I typically hesitate to describe any musician as “my favorite.” To me, the label is slippery at best, and an oversimplification at worst. That said, if in the last five years you’d asked me to narrow my taste down to some favorites, Wavves would unquestionably make that cut. Like a lot of people, I discovered Nathan Williams’ surf-punk project with 2010’s King of the Beach. The record stood out among that year’s wave of garage-y lo-fi because of Williams’ uncanny ability to marry ripping, snotty pop-punk tunes to a heap of lyrical self-loathing. Angst met melody and melody, angst.
“My Head Hurts,” the latest single from Wavves’ fifth album V (released 10/2/2015 via Ghost Ramp/Warner Bros. Records) spotlights that same song craft, albeit more refined thanks to increased input from bassist Stephen Pope, guitarist Alex Gates and drummer Brian Hill. After a detour on 2013’s Afraid of Heights into darker, more subdued songs that matched the lyrics, Williams and crew seem to have found their sun-and-sulk footing again. “My Head Hurts” is as musically bright as its words are anguished, fading into static-y feedback before bursting into a head-bobbing riff. Williams sings:
I can’t concentrate
My brain’s damaged over you
I’m saying stupid things
I bet she doesn’t know my name
It’s a classic rock n’ roll setup – boy likes girl, but she doesn’t seem to notice him – projected through the Wavvesian lens of the narrator’s own ambivalent feelings about himself. Williams then engages another familiar image to turn this scenario on its head:
I want you to take
Shove me deeply into your veins
I want you to come
Breathe me deeply into your lungs
He invokes a love-as-drug metaphor, but unlike The La’s or Kesha, he poses himself as the drug to emphasize that his potential love interest isn’t hooked at all, no matter how badly he wants it. Without her his head may hurt worse, but she doesn’t even know his name, let alone need him. This lyrical gesture is both the down-on-himself Nathan Williams we know and relate to, and a clever, subtle way of defamiliarizing one of pop music’s most potent tropes, a testament to Williams’ increasingly refined lyrical sensibilities.

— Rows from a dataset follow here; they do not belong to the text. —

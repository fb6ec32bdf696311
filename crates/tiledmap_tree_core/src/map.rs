//! The map entity and its place in the map tree.
//!
//! A [`Map`] is a cheap, clonable handle: clones refer to the same map. Parents
//! own their children; a child only holds a weak link back to its parent, so
//! dropping the last handle to a root drops its whole subtree.
//!
//! [`Map::set_parent`] is the only way to change the tree shape. It keeps both
//! sides of the parent/child link in step and notifies the old parent, the new
//! parent and the map itself.

use std::cell::{Ref, RefCell};
use std::fmt;
use std::rc::{Rc, Weak};

use tiledmap_tree_assets::LayerFormat;
use tiledmap_tree_assets::assets::map::Properties;
use tiledmap_tree_assets::paths::format_map_id;
use tracing::{debug, warn};

use crate::config::MapDefaults;
use crate::error::MapError;
use crate::events::{MapEvent, MapEventKind, ObserverId, Observers};
use crate::ids::{ObjectIdAllocator, TilesetGidAllocator};
use crate::layer::{Layer, MapObject, ObjectLayer, TileLayer};
use crate::tileset::TilesetRef;

/// Property holding a map's display name.
pub const NAME_PROPERTY: &str = "name";

/// Name given to the tile layer of a new map.
pub const DEFAULT_LAYER_NAME: &str = "Tile Layer 1";

/// Handle to one map of the tree.
#[derive(Clone)]
pub struct Map(Rc<MapNode>);

struct MapNode {
    id: u32,
    parent: RefCell<Weak<MapNode>>,
    children: RefCell<Vec<Map>>,
    state: RefCell<MapState>,
    object_ids: ObjectIdAllocator,
    observers: Observers<MapEvent>,
}

/// Map content, everything but identity and tree links.
#[derive(Debug, Clone)]
pub(crate) struct MapState {
    pub(crate) width: u32,
    pub(crate) height: u32,
    pub(crate) tile_width: u32,
    pub(crate) tile_height: u32,
    /// Format given to tile layers added without one
    pub(crate) layer_format: LayerFormat,
    pub(crate) properties: Properties,
    pub(crate) layers: Vec<Layer>,
    /// `(first_gid, tileset)` in binding order
    pub(crate) tilesets: Vec<(u32, TilesetRef)>,
    pub(crate) gids: TilesetGidAllocator,
}
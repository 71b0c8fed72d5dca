// Copyright 2025 the Trellis Authors
// SPDX-License-Identifier: Apache-2.0 OR MIT

//! Trellis Menu: headless state machines for disclosure menus.
//!
//! ## Overview
//!
//! This crate coordinates everything a "click/hover-to-reveal-a-list"
//! control needs besides rendering: open/closed state across a tree of
//! menus, hover-intent timing so nested submenus don't flicker, selection
//! semantics, keyboard traversal, placement, and outside-interaction
//! detection. It is render-agnostic: hosts feed it pointer/keyboard
//! transitions plus measured rectangles and receive a typed
//! [`MenuEvent`](events::MenuEvent) stream back.
//!
//! Two entry points cover the two menu families:
//!
//! - [`MenuController`](controller::MenuController): the click-activated,
//!   single-level machine behind selector menus (language, currency, user
//!   menu).
//! - [`HoverCoordinator`](coordinator::HoverCoordinator): the
//!   hover-activated generalization across nested depth (top navigation,
//!   items nesting four levels and beyond), with open-intent and
//!   close-intent delays, sibling-exclusive swaps, and stale-timer
//!   guards.
//!
//! Both compose [`SelectionState`](selection::SelectionState) (persisted
//! `selected` vs transient `active`), the row policies from
//! [`trellis_keynav`], placement from [`trellis_placement`], and the item
//! index from [`trellis_tree`].
//!
//! ## Time and concurrency
//!
//! Everything is single-threaded and event-driven. The only suspension
//! points are the hover-intent deadlines, which are plain data: hosts pass
//! monotonic millisecond timestamps into each transition, wake at
//! [`HoverCoordinator::next_deadline`](coordinator::HoverCoordinator::next_deadline),
//! and drive due intents with
//! [`HoverCoordinator::advance`](coordinator::HoverCoordinator::advance).
//! Explicit actions cancel conflicting deadlines synchronously, so a
//! timer firing "after the fact" can never undo or duplicate an action's
//! effect.
//!
//! ## Minimal example
//!
//! A language selector: open, pick `fr`, observe exactly one selection.
//!
//! ```rust
//! use trellis_menu::controller::MenuController;
//! use trellis_menu::events::MenuEvent;
//! use trellis_tree::{ItemIndex, MenuItem};
//!
//! let items = vec![
//!     MenuItem::leaf("eng", "English"),
//!     MenuItem::leaf("fr", "French"),
//! ];
//! let index = ItemIndex::new(&items);
//! let mut menu = MenuController::with_selected("eng");
//!
//! menu.activate(&index);
//! assert!(menu.is_open());
//!
//! let events = menu.select(&index, "fr");
//! assert_eq!(events.first(), Some(&MenuEvent::Selected { id: "fr" }));
//! assert_eq!(menu.selected(), Some("fr"));
//! assert!(!menu.is_open());
//! ```
//!
//! This crate is `no_std` and uses `alloc`.

#![no_std]

extern crate alloc;

pub mod controller;
pub mod coordinator;
pub mod events;
pub mod region;
pub mod selection;

pub use controller::MenuController;
pub use coordinator::{HoverCoordinator, IntentDelays, OpenState};
pub use events::{IgnoreReason, MenuEvent};
pub use region::{RegionFlags, RegionMap};
pub use selection::{SelectOutcome, SelectionState};
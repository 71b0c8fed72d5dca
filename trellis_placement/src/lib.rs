// Copyright 2025 the Trellis Authors
// SPDX-License-Identifier: Apache-2.0 OR MIT

//! Trellis Placement: anchored-placement resolution for floating content.
//!
//! This crate answers one question: given a trigger's rectangle, the size of
//! the content it discloses, a preferred side and alignment, and the visible
//! viewport, where does the content go? [`resolve`] is a pure function over
//! [`kurbo`] geometry; it performs no measurement and holds no state, so the
//! policy of *when* to recompute (on open, on viewport change) belongs to
//! the caller.
//!
//! ## Rules
//!
//! 1. Place the content on the preferred [`Side`] of the trigger, aligned
//!    per [`Align`], separated by the anchor's offset.
//! 2. If the content does not fit on that side and the opposite side has
//!    more room, **flip** to the opposite side ([`Placement::flipped`]
//!    reports this so sibling menus can keep a consistent preferred side
//!    while an edge case flips individually).
//! 3. **Clamp** the result on both axes so the content stays inside the
//!    viewport inset by `margin`. Content larger than the available space
//!    pins to the near edge rather than overflowing.
//!
//! Nested submenu levels anchor on their parent item's rectangle, not the
//! root trigger; the caller passes whichever rect is the anchor.
//!
//! An unmeasurable trigger (empty or non-finite rectangle) falls back to a
//! below-start placement at the inset viewport origin instead of failing.
//!
//! ## Example
//!
//! ```rust
//! use kurbo::{Rect, Size};
//! use trellis_placement::{resolve, Align, Anchor, Side};
//!
//! let trigger = Rect::new(10.0, 10.0, 90.0, 30.0);
//! let viewport = Rect::new(0.0, 0.0, 800.0, 600.0);
//! let anchor = Anchor::new(Side::Bottom, Align::Start).with_offset(4.0);
//!
//! let placement = resolve(trigger, Size::new(120.0, 200.0), anchor, viewport, 8.0);
//! assert_eq!(placement.side, Side::Bottom);
//! assert!(!placement.flipped);
//! assert_eq!(placement.rect.origin(), (10.0, 34.0).into());
//! ```
//!
//! This crate is `no_std` and uses `alloc`.

#![no_std]

extern crate alloc;

use kurbo::{Point, Rect, Size};

/// Side of the trigger the content prefers to appear on.
#[derive(Copy, Clone, Debug, PartialEq, Eq, Hash)]
pub enum Side {
    /// Above the trigger.
    Top,
    /// To the right of the trigger.
    Right,
    /// Below the trigger.
    Bottom,
    /// To the left of the trigger.
    Left,
}

impl Side {
    /// The opposite side, used by the collision flip.
    pub fn opposite(self) -> Self {
        match self {
            Self::Top => Self::Bottom,
            Self::Right => Self::Left,
            Self::Bottom => Self::Top,
            Self::Left => Self::Right,
        }
    }

    /// Whether this side places content along the vertical axis.
    fn is_vertical(self) -> bool {
        matches!(self, Self::Top | Self::Bottom)
    }
}

/// Cross-axis alignment of the content against the trigger.
#[derive(Copy, Clone, Debug, PartialEq, Eq, Hash, Default)]
pub enum Align {
    /// Align the content's leading edge with the trigger's leading edge.
    #[default]
    Start,
    /// Center the content on the trigger.
    Center,
    /// Align the content's trailing edge with the trigger's trailing edge.
    End,
}

/// Placement preference: side, alignment, and trigger→content gap.
#[derive(Copy, Clone, Debug, PartialEq)]
pub struct Anchor {
    /// Preferred side.
    pub side: Side,
    /// Cross-axis alignment.
    pub align: Align,
    /// Gap between the trigger edge and the content, in viewport units.
    pub offset: f64,
}

impl Anchor {
    /// Create an anchor with zero offset.
    pub fn new(side: Side, align: Align) -> Self {
        Self {
            side,
            align,
            offset: 0.0,
        }
    }

    /// Set the trigger→content gap, builder style.
    #[must_use]
    pub fn with_offset(mut self, offset: f64) -> Self {
        self.offset = offset;
        self
    }
}

impl Default for Anchor {
    /// Below-start, the fallback anchor for unmeasurable triggers.
    fn default() -> Self {
        Self::new(Side::Bottom, Align::Start)
    }
}

/// A concrete placement produced by [`resolve`].
#[derive(Copy, Clone, Debug, PartialEq)]
pub struct Placement {
    /// Where the content goes, in viewport coordinates.
    pub rect: Rect,
    /// The side actually used after collision handling.
    pub side: Side,
    /// Whether the preferred side was flipped to its opposite.
    pub flipped: bool,
}

fn is_measurable(rect: Rect) -> bool {
    rect.x0.is_finite()
        && rect.y0.is_finite()
        && rect.x1.is_finite()
        && rect.y1.is_finite()
        && rect.width() > 0.0
        && rect.height() > 0.0
}

fn inset_rect(viewport: Rect, margin: f64) -> Rect {
    let margin = margin.max(0.0);
    let r = viewport.inset(-margin);
    // A margin larger than the viewport collapses to its center.
    if r.width() < 0.0 || r.height() < 0.0 {
        Rect::from_center_size(viewport.center(), Size::ZERO)
    } else {
        r
    }
}

/// Free space between the trigger's `side` edge and the inset viewport edge.
fn available(trigger: Rect, side: Side, inset: Rect) -> f64 {
    match side {
        Side::Top => trigger.y0 - inset.y0,
        Side::Right => inset.x1 - trigger.x1,
        Side::Bottom => inset.y1 - trigger.y1,
        Side::Left => trigger.x0 - inset.x0,
    }
}

fn fits(trigger: Rect, content: Size, side: Side, offset: f64, inset: Rect) -> bool {
    let needed = if side.is_vertical() {
        content.height
    } else {
        content.width
    };
    available(trigger, side, inset) >= needed + offset
}

fn origin_for(trigger: Rect, content: Size, side: Side, align: Align, offset: f64) -> Point {
    let main = match side {
        Side::Top => trigger.y0 - offset - content.height,
        Side::Bottom => trigger.y1 + offset,
        Side::Left => trigger.x0 - offset - content.width,
        Side::Right => trigger.x1 + offset,
    };
    let cross = if side.is_vertical() {
        match align {
            Align::Start => trigger.x0,
            Align::Center => trigger.center().x - content.width / 2.0,
            Align::End => trigger.x1 - content.width,
        }
    } else {
        match align {
            Align::Start => trigger.y0,
            Align::Center => trigger.center().y - content.height / 2.0,
            Align::End => trigger.y1 - content.height,
        }
    };
    if side.is_vertical() {
        Point::new(cross, main)
    } else {
        Point::new(main, cross)
    }
}

fn clamp_into(rect: Rect, inset: Rect) -> Rect {
    // Pin to the near edge when the content is larger than the inset space.
    let x = rect.x0.clamp(inset.x0, (inset.x1 - rect.width()).max(inset.x0));
    let y = rect.y0.clamp(inset.y0, (inset.y1 - rect.height()).max(inset.y0));
    Rect::from_origin_size(Point::new(x, y), rect.size())
}

/// Resolve a concrete placement for disclosed content.
///
/// - `trigger`: the anchor rectangle (the root trigger, or for nested
///   levels, the parent item's own rect), in viewport coordinates.
/// - `content`: measured size of the content to place.
/// - `anchor`: preferred side, alignment, and offset.
/// - `viewport`: visible bounds the content must stay within.
/// - `margin`: inset applied to `viewport` before flipping and clamping.
///
/// Never fails: an unmeasurable `trigger` yields the default below-start
/// placement at the inset viewport origin.
pub fn resolve(
    trigger: Rect,
    content: Size,
    anchor: Anchor,
    viewport: Rect,
    margin: f64,
) -> Placement {
    let inset = inset_rect(viewport, margin);

    if !is_measurable(trigger) {
        let rect = Rect::from_origin_size(Point::new(inset.x0, inset.y0), content);
        return Placement {
            rect: clamp_into(rect, inset),
            side: Side::Bottom,
            flipped: false,
        };
    }

    let mut side = anchor.side;
    let mut flipped = false;
    if !fits(trigger, content, side, anchor.offset, inset)
        && available(trigger, side.opposite(), inset) > available(trigger, side, inset)
    {
        side = side.opposite();
        flipped = true;
    }

    let origin = origin_for(trigger, content, side, anchor.align, anchor.offset);
    Placement {
        rect: clamp_into(Rect::from_origin_size(origin, content), inset),
        side,
        flipped,
    }
}
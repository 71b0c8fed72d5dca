// Copyright 2025 the Trellis Authors
// SPDX-License-Identifier: Apache-2.0 OR MIT

//! Headless walkthrough of a click-driven selector menu.
//!
//! A two-option language picker: open on click, commit `fr`, and observe
//! the exactly-once selection plus the close and focus-return events.
//! Run with `cargo run -p trellis_demos --example language_selector`.

use kurbo::{Rect, Size};
use trellis_menu::controller::MenuController;
use trellis_menu::events::MenuEvent;
use trellis_tree::{ItemIndex, MenuItem};

fn log(stage: &str, events: &[MenuEvent<&'static str>]) {
    for event in events {
        println!("{stage:>22}  {event:?}");
    }
}

fn main() {
    let items = vec![
        MenuItem::leaf("eng", "English"),
        MenuItem::leaf("fr", "French"),
    ];
    let index = ItemIndex::new(&items);

    let mut picker = MenuController::with_selected("eng");
    picker.set_trigger_region(Rect::new(1100.0, 8.0, 1180.0, 36.0));

    log("click trigger", &picker.activate(&index));
    let placement = picker.placement(
        Size::new(140.0, 72.0),
        Rect::new(0.0, 0.0, 1280.0, 720.0),
        8.0,
    );
    println!("{:>22}  content at {:?}", "placement", placement.rect);

    log("hover French", &picker.hover(&index, "fr"));
    log("select French", &picker.select(&index, "fr"));
    println!(
        "{:>22}  selected = {:?}, open = {}",
        "done",
        picker.selected(),
        picker.is_open()
    );
}
#[cfg(test)]
mod tests {
    use super::*;
    use alloc::vec;
    use trellis_tree::MenuItem;

    fn languages() -> Vec<MenuItem<&'static str>> {
        vec![
            MenuItem::leaf("eng", "English"),
            MenuItem::leaf("fr", "French"),
            MenuItem::leaf("de", "German").with_disabled(true),
        ]
    }

    fn open_changes<K: Copy>(events: &[MenuEvent<K>]) -> Vec<bool> {
        events
            .iter()
            .filter_map(|e| match e {
                MenuEvent::OpenChanged { open, .. } => Some(*open),
                _ => None,
            })
            .collect()
    }

    #[test]
    fn selector_round_trip() {
        // Scenario: a language selector starting on `eng`.
        let items = languages();
        let index = ItemIndex::new(&items);
        let mut menu = MenuController::with_selected("eng");

        let events = menu.activate(&index);
        assert_eq!(open_changes(&events), vec![true]);
        assert!(menu.is_open());
        // Roving focus starts on the committed selection.
        assert_eq!(menu.active(), Some("eng"));

        let events = menu.select(&index, "fr");
        assert_eq!(
            events.first(),
            Some(&MenuEvent::Selected { id: "fr" })
        );
        assert_eq!(
            events.iter().filter(|e| matches!(e, MenuEvent::Selected { .. })).count(),
            1
        );
        assert_eq!(open_changes(&events), vec![false]);
        assert!(events.contains(&MenuEvent::FocusTrigger));
        assert_eq!(menu.selected(), Some("fr"));
        assert!(!menu.is_open());
    }

    #[test]
    fn reactivation_toggles_closed() {
        let items = languages();
        let index = ItemIndex::new(&items);
        let mut menu: MenuController<&str> = MenuController::new();

        menu.activate(&index);
        let events = menu.activate(&index);
        assert_eq!(open_changes(&events), vec![false]);
        assert!(events.contains(&MenuEvent::FocusTrigger));
    }

    #[test]
    fn open_changed_fires_exactly_once_per_boundary() {
        let items = languages();
        let index = ItemIndex::new(&items);
        let mut menu: MenuController<&str> = MenuController::new();

        menu.activate(&index);
        // Redundant close requests after the first emit nothing.
        let first = menu.close();
        assert_eq!(open_changes(&first), vec![false]);
        assert!(menu.close().is_empty());
        assert!(menu.pointer_down(Point::new(999.0, 999.0)).is_empty());
    }

    #[test]
    fn outside_press_closes_inside_press_does_not() {
        let items = languages();
        let index = ItemIndex::new(&items);
        let mut menu: MenuController<&str> = MenuController::new();
        menu.set_trigger_region(Rect::new(0.0, 0.0, 80.0, 24.0));
        menu.activate(&index);
        menu.set_content_region(Rect::new(0.0, 24.0, 120.0, 120.0));

        assert!(menu.pointer_down(Point::new(40.0, 60.0)).is_empty());
        assert!(menu.is_open());

        let events = menu.pointer_down(Point::new(500.0, 500.0));
        assert_eq!(open_changes(&events), vec![false]);
        assert!(!menu.is_open());
    }

    #[test]
    fn keyboard_roves_and_commits() {
        let items = languages();
        let index = ItemIndex::new(&items);
        let mut menu: MenuController<&str> = MenuController::new();

        // ArrowDown on a closed trigger opens the menu.
        menu.key(&index, NavIntent::Next);
        assert!(menu.is_open());

        menu.key(&index, NavIntent::Next);
        assert_eq!(menu.active(), Some("eng"));
        menu.key(&index, NavIntent::Next);
        assert_eq!(menu.active(), Some("fr"));
        // "German" is disabled; movement clamps on "fr".
        menu.key(&index, NavIntent::Next);
        assert_eq!(menu.active(), Some("fr"));

        let events = menu.key(&index, NavIntent::Activate);
        assert!(events.contains(&MenuEvent::Selected { id: "fr" }));
        assert!(!menu.is_open());
        assert_eq!(menu.selected(), Some("fr"));
    }

    #[test]
    fn dismiss_closes_and_returns_focus() {
        let items = languages();
        let index = ItemIndex::new(&items);
        let mut menu: MenuController<&str> = MenuController::new();
        menu.activate(&index);

        let events = menu.key(&index, NavIntent::Dismiss);
        assert_eq!(open_changes(&events), vec![false]);
        assert!(events.contains(&MenuEvent::FocusTrigger));
    }

    #[test]
    fn branch_disabled_and_unknown_selections_are_ignored() {
        let items = vec![
            MenuItem::branch("b", "Branch", vec![MenuItem::leaf("b1", "Child")]),
            MenuItem::leaf("d", "Disabled").with_disabled(true),
        ];
        let index = ItemIndex::new(&items);
        let mut menu: MenuController<&str> = MenuController::new();
        menu.activate(&index);

        assert_eq!(
            menu.select(&index, "b"),
            vec![MenuEvent::Ignored {
                id: Some("b"),
                reason: IgnoreReason::BranchItem
            }]
        );
        assert_eq!(
            menu.select(&index, "d"),
            vec![MenuEvent::Ignored {
                id: Some("d"),
                reason: IgnoreReason::DisabledItem
            }]
        );
        assert_eq!(
            menu.select(&index, "nope"),
            vec![MenuEvent::Ignored {
                id: Some("nope"),
                reason: IgnoreReason::UnknownId
            }]
        );
        assert!(menu.is_open());
        assert_eq!(menu.selected(), None);
    }

    #[test]
    fn empty_menu_cannot_open() {
        let items: Vec<MenuItem<&str>> = Vec::new();
        let index = ItemIndex::new(&items);
        let mut menu: MenuController<&str> = MenuController::new();

        let events = menu.activate(&index);
        assert_eq!(
            events,
            vec![MenuEvent::Ignored {
                id: None,
                reason: IgnoreReason::EmptyMenu
            }]
        );
        assert!(!menu.is_open());
    }

    #[test]
    fn controlled_open_wins_over_internal_state() {
        let items = languages();
        let index = ItemIndex::new(&items);
        let mut menu: MenuController<&str> = MenuController::new();

        let events = menu.set_controlled_open(Some(true));
        assert_eq!(open_changes(&events), vec![true]);
        assert!(menu.is_open());

        // Internal transitions cannot cross the controlled boundary.
        let events = menu.activate(&index);
        assert!(open_changes(&events).is_empty());
        assert!(menu.is_open());

        // Releasing control adopts the effective state.
        let events = menu.set_controlled_open(None);
        assert!(open_changes(&events).is_empty());
        assert!(menu.is_open());
    }

    #[test]
    fn placement_uses_trigger_and_falls_back_when_unmeasured() {
        let mut menu: MenuController<&str> = MenuController::new();
        let viewport = Rect::new(0.0, 0.0, 800.0, 600.0);

        let fallback = menu.placement(Size::new(100.0, 50.0), viewport, 8.0);
        assert_eq!(fallback.rect.origin(), Point::new(8.0, 8.0));

        menu.set_trigger_region(Rect::new(100.0, 10.0, 180.0, 34.0));
        let placed = menu.placement(Size::new(100.0, 50.0), viewport, 8.0);
        assert_eq!(placed.rect.origin(), Point::new(100.0, 34.0));
    }
}
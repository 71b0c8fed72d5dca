// Copyright 2025 the Trellis Authors
// SPDX-License-Identifier: Apache-2.0 OR MIT

//! Headless walkthrough of a hover-driven top navigation.
//!
//! Simulates a pointer traversing a four-level menu tree with explicit
//! timestamps, printing every event the engine emits: hover-intent opens,
//! a sibling swap with no flicker, keyboard traversal, and a final
//! Escape. Run with `cargo run -p trellis_demos --example top_nav`.

use kurbo::{Rect, Size};
use trellis_keynav::NavIntent;
use trellis_menu::coordinator::HoverCoordinator;
use trellis_menu::events::MenuEvent;
use trellis_tree::{ItemIndex, MenuItem};

fn log(stage: &str, events: &[MenuEvent<u32>]) {
    for event in events {
        println!("{stage:>28}  {event:?}");
    }
}

fn main() {
    let items = vec![
        MenuItem::branch(
            1,
            "Products",
            vec![
                MenuItem::branch(
                    10,
                    "Hardware",
                    vec![
                        MenuItem::branch(
                            100,
                            "Laptops",
                            vec![
                                MenuItem::leaf(1000, "Gaming"),
                                MenuItem::leaf(1001, "Ultrabook"),
                            ],
                        ),
                        MenuItem::leaf(101, "Phones"),
                    ],
                ),
                MenuItem::leaf(11, "Software"),
            ],
        ),
        MenuItem::branch(
            2,
            "Company",
            vec![MenuItem::leaf(20, "About"), MenuItem::leaf(21, "Careers")],
        ),
        MenuItem::leaf(3, "Pricing"),
    ];
    let index = ItemIndex::new(&items);

    let mut nav: HoverCoordinator<u32> = HoverCoordinator::new();
    log(
        "viewport",
        &nav.set_viewport(&index, Rect::new(0.0, 0.0, 1280.0, 720.0)),
    );
    nav.set_trigger_region(1, Rect::new(0.0, 0.0, 96.0, 32.0));
    nav.set_trigger_region(2, Rect::new(96.0, 0.0, 192.0, 32.0));
    nav.set_content_size(&index, 1, Size::new(200.0, 120.0));
    nav.set_content_size(&index, 2, Size::new(200.0, 80.0));

    // Hover "Products"; the submenu opens after the 150 ms open intent.
    log("enter Products", &nav.pointer_enter_trigger(&index, 1, 0));
    log("t=150", &nav.advance(&index, 150));

    // Travel down into the submenu and hover "Hardware".
    log("enter content", &nav.pointer_enter_content(&index, 1, 180));
    log("enter Hardware", &nav.pointer_enter_trigger(&index, 10, 220));
    log("t=370", &nav.advance(&index, 370));

    // Swap straight onto the sibling "Company" before the close intent
    // elapses: one close, one open, never a fully closed frame.
    log("swap to Company", &nav.pointer_enter_trigger(&index, 2, 400));
    log("t=550", &nav.advance(&index, 550));
    println!("{:>28}  open path = {:?}", "after swap", nav.open_path());

    // Keyboard from here: rove within the open depth, then dismiss.
    log("ArrowDown", &nav.key(&index, NavIntent::Next, 600));
    log("Escape", &nav.key(&index, NavIntent::Dismiss, 650));
    println!("{:>28}  open = {}", "after escape", nav.is_open());
}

The song slips into a moody bridge where Williams claims “I don’t exist” before exploding back into the earworm chorus – but with the declaration that “You’re killing me, I hope you know…” repeated in the background, an outro equally effervescent and despondent. That the group makes such a pessimistic story of unrequited love work against a backdrop of fuzzy major chords and an upbeat rhythm turns “My Head Hurts” into a tune that’s downright fun – one that would be completely appropriate blasting at a SoCal beach – and proves Wavves’ unparalleled talent for musical reconciliation. In songs like “My Head Hurts,” Wavves’ approach is paradoxical, often counter-intuitive, and results in some of the most consistently exhilarating, cathartic work being done by a rock band today.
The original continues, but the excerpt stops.